Prachya Pinkaew est une figure centrale du renouveau du cinéma d'action thaïlandais au début des années 2000. Après avoir travaillé dans la publicité et la musique, il se lance dans la réalisation avec des films qui mettent en avant les arts martiaux traditionnels. C'est avec Ong-bak, sorti en 2003, qu'il acquiert une notoriété internationale immédiate, révélant au monde le talent brut de Tony Jaa. Il enchaîne avec L'Honneur du dragon, confirmant son savoir-faire dans les chorégraphies d'action complexes. Son travail a permis à l'industrie cinématographique thaïlandaise d'exporter ses productions à grande échelle sur le marché mondial. Il continue d'explorer le genre du film d'action en cherchant toujours à repousser les limites physiques de ses interprètes.
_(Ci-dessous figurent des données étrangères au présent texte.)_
//! Core types for image decoding.

use serde::{Deserialize, Serialize};
use thiserror::Error;

/// Error types for image decoding operations.
#[derive(Debug, Error)]
pub enum DecodeError {
    /// The bytes are not a recognized image format.
    #[error("Invalid or unsupported image format")]
    InvalidFormat,

    /// The format was recognized but is not one the editor accepts.
    #[error("Unsupported image format: {0} (expected PNG or JPEG)")]
    UnsupportedFormat(String),

    /// The image file is corrupted or incomplete.
    #[error("Corrupted or incomplete image file: {0}")]
    CorruptedFile(String),

    /// Requested dimensions are unusable (zero width or height).
    #[error("Invalid dimensions: {width}x{height}")]
    InvalidDimensions { width: u32, height: u32 },

    /// I/O error during file reading.
    #[error("I/O error: {0}")]
    IoError(String),
}

/// Filter type for image resizing operations.
#[derive(Debug, Clone, Copy, PartialEq, Eq, Default, Serialize, Deserialize)]
#[serde(rename_all = "snake_case")]
pub enum FilterType {
    /// Nearest neighbor interpolation (fastest, lowest quality).
    Nearest,
    /// Bilinear interpolation (fast, acceptable quality).
    Bilinear,
    /// Lanczos3 interpolation (slower, highest quality).
    Lanczos3,
    /// Area averaging: every source pixel contributes to the output pixel it
    /// falls in. Best for downscaled previews.
    #[default]
    Area,
}

impl FilterType {
    /// Convert to the image crate's FilterType.
    ///
    /// `Area` has no direct counterpart in `imageops::resize`; it maps to
    /// `Triangle`, which is what the resizer falls back to when upscaling.
    pub fn to_image_filter(self) -> image::imageops::FilterType {
        match self {
            FilterType::Nearest => image::imageops::FilterType::Nearest,
            FilterType::Bilinear | FilterType::Area => image::imageops::FilterType::Triangle,
            FilterType::Lanczos3 => image::imageops::FilterType::Lanczos3,
        }
    }
}

/// EXIF orientation values (1-8).
/// See: https://exiftool.org/TagNames/EXIF.html
#[derive(Debug, Clone, Copy, PartialEq, Eq, Default, Serialize, Deserialize)]
#[repr(u8)]
pub enum Orientation {
    /// Normal (no transformation needed).
    #[default]
    Normal = 1,
    /// Horizontal flip.
    FlipHorizontal = 2,
    /// Rotate 180 degrees.
    Rotate180 = 3,
    /// Vertical flip.
    FlipVertical = 4,
    /// Transpose (flip horizontal + rotate 270 CW).
    Transpose = 5,
    /// Rotate 90 degrees clockwise.
    Rotate90CW = 6,
    /// Transverse (flip horizontal + rotate 90 CW).
    Transverse = 7,
    /// Rotate 270 degrees clockwise (90 CCW).
    Rotate270CW = 8,
}

impl From<u32> for Orientation {
    fn from(value: u32) -> Self {
        match value {
            1 => Orientation::Normal,
            2 => Orientation::FlipHorizontal,
            3 => Orientation::Rotate180,
            4 => Orientation::FlipVertical,
            5 => Orientation::Transpose,
            6 => Orientation::Rotate90CW,
            7 => Orientation::Transverse,
            8 => Orientation::Rotate270CW,
            _ => Orientation::Normal,
        }
    }
}

/// An 8-bit RGB raster image.
///
/// Pixels are stored row-major, three bytes per pixel in R, G, B order.
/// `Clone` is a deep copy, which is what history snapshots rely on.
#[derive(Debug, Clone, PartialEq, Eq)]
pub struct PixelBuffer {
    /// Image width in pixels.
    pub width: u32,
    /// Image height in pixels.
    pub height: u32,
    /// RGB pixel data in row-major order (3 bytes per pixel).
    /// Length should be width * height * 3.
    pub pixels: Vec<u8>,
}

impl PixelBuffer {
    /// Create a new PixelBuffer with the given dimensions and pixel data.
    pub fn new(width: u32, height: u32, pixels: Vec<u8>) -> Self {
        debug_assert_eq!(
            pixels.len(),
            width as usize * height as usize * 3,
            "Pixel buffer size mismatch"
        );
        Self {
            width,
            height,
            pixels,
        }
    }

    /// Create a PixelBuffer, checking that the data length matches the dimensions.
    pub fn from_raw(width: u32, height: u32, pixels: Vec<u8>) -> Option<Self> {
        if pixels.len() != width as usize * height as usize * 3 {
            return None;
        }
        Some(Self {
            width,
            height,
            pixels,
        })
    }

    /// Create a buffer filled with a single color.
    pub fn filled(width: u32, height: u32, rgb: [u8; 3]) -> Self {
        let pixels = rgb
            .iter()
            .copied()
            .cycle()
            .take(width as usize * height as usize * 3)
            .collect();
        Self {
            width,
            height,
            pixels,
        }
    }

    /// Create a PixelBuffer from an image::RgbImage.
    pub fn from_rgb_image(img: image::RgbImage) -> Self {
        let (width, height) = img.dimensions();
        let pixels = img.into_raw();
        Self {
            width,
            height,
            pixels,
        }
    }

    /// Convert to an image::RgbImage for further processing.
    pub fn to_rgb_image(&self) -> Option<image::RgbImage> {
        image::RgbImage::from_raw(self.width, self.height, self.pixels.clone())
    }

    /// Get the RGB value at (x, y), or `None` when out of bounds.
    pub fn pixel(&self, x: u32, y: u32) -> Option<[u8; 3]> {
        if x >= self.width || y >= self.height {
            return None;
        }
        let idx = (y as usize * self.width as usize + x as usize) * 3;
        Some([
            self.pixels[idx],
            self.pixels[idx + 1],
            self.pixels[idx + 2],
        ])
    }

    /// Check if this is an empty/invalid image.
    pub fn is_empty(&self) -> bool {
        self.width == 0 || self.height == 0 || self.pixels.is_empty()
    }
}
Son cinéma est profondément ancré dans la culture des arts martiaux, avec une volonté manifeste de rendre hommage au Muay-thaï. Il est largement influencé par le cinéma d'action hong-kongais des années 80 et 90, en particulier par l'esthétique de Jackie Chan. Il cherche à marier cet héritage asiatique avec des techniques de réalisation modernes et dynamiques. Ses influences incluent également le cinéma de genre fantastique et policier, qu'il intègre à ses récits de combat. Cette hybridation culturelle donne à son œuvre une identité visuelle très particulière et énergique.
Le style de Pinkaew repose avant tout sur une mise en scène physique et spectaculaire, privilégiant le mouvement réel aux effets numériques. Il est célèbre pour ses plans-séquences longs et complexes qui mettent en valeur les cascades impressionnantes de ses acteurs. Il utilise une caméra mobile qui suit l'action de près, immergeant le spectateur au cœur des affrontements. La chorégraphie est le pilier central de son travail, chaque combat étant pensé comme une séquence narrative à part entière. Son approche valorise la performance athlétique pure et le réalisme des cascades effectuées sans trucages.
Si son travail n'a pas été couronné par les grandes institutions occidentales comme les Oscars, il a reçu de nombreux prix dans des festivals spécialisés dans le cinéma fantastique et d'action à travers le monde. Ses films ont été largement plébiscités lors de cérémonies en Asie pour la qualité de leurs chorégraphies et leur impact populaire. Il a notamment reçu des reconnaissances lors du Festival du film fantastique de Sitges pour sa contribution au renouveau du cinéma de genre. Ces récompenses soulignent l'importance de son œuvre dans l'exportation du cinéma thaïlandais.
Sa collaboration la plus marquante demeure celle avec l'acteur et artiste martial Tony Jaa, qu'il a propulsé sur le devant de la scène internationale. Il travaille régulièrement avec des équipes de cascadeurs thaïlandais renommées pour leur précision et leur engagement physique. Son entourage professionnel inclut également des producteurs locaux qui partagent sa vision d'un cinéma d'action ambitieux et spectaculaire. Il s'entoure de techniciens spécialisés dans les effets spéciaux pratiques et la prise de vue en mouvement rapide. Ces relations de confiance sont essentielles pour la réussite de ses scènes d'action complexes.
La défense de l'honneur et la protection de l'héritage culturel sont des thèmes constants dans ses films. Il explore souvent le conflit entre la tradition et la modernité, où les arts martiaux deviennent le seul recours face à la criminalité urbaine. La quête de justice est le moteur principal de ses protagonistes, souvent présentés comme des individus humbles et intègres. Ses récits soulignent également l'importance de la discipline personnelle et du sacrifice. La lutte contre des organisations criminelles puissantes sert de cadre à la progression dramatique de ses héros.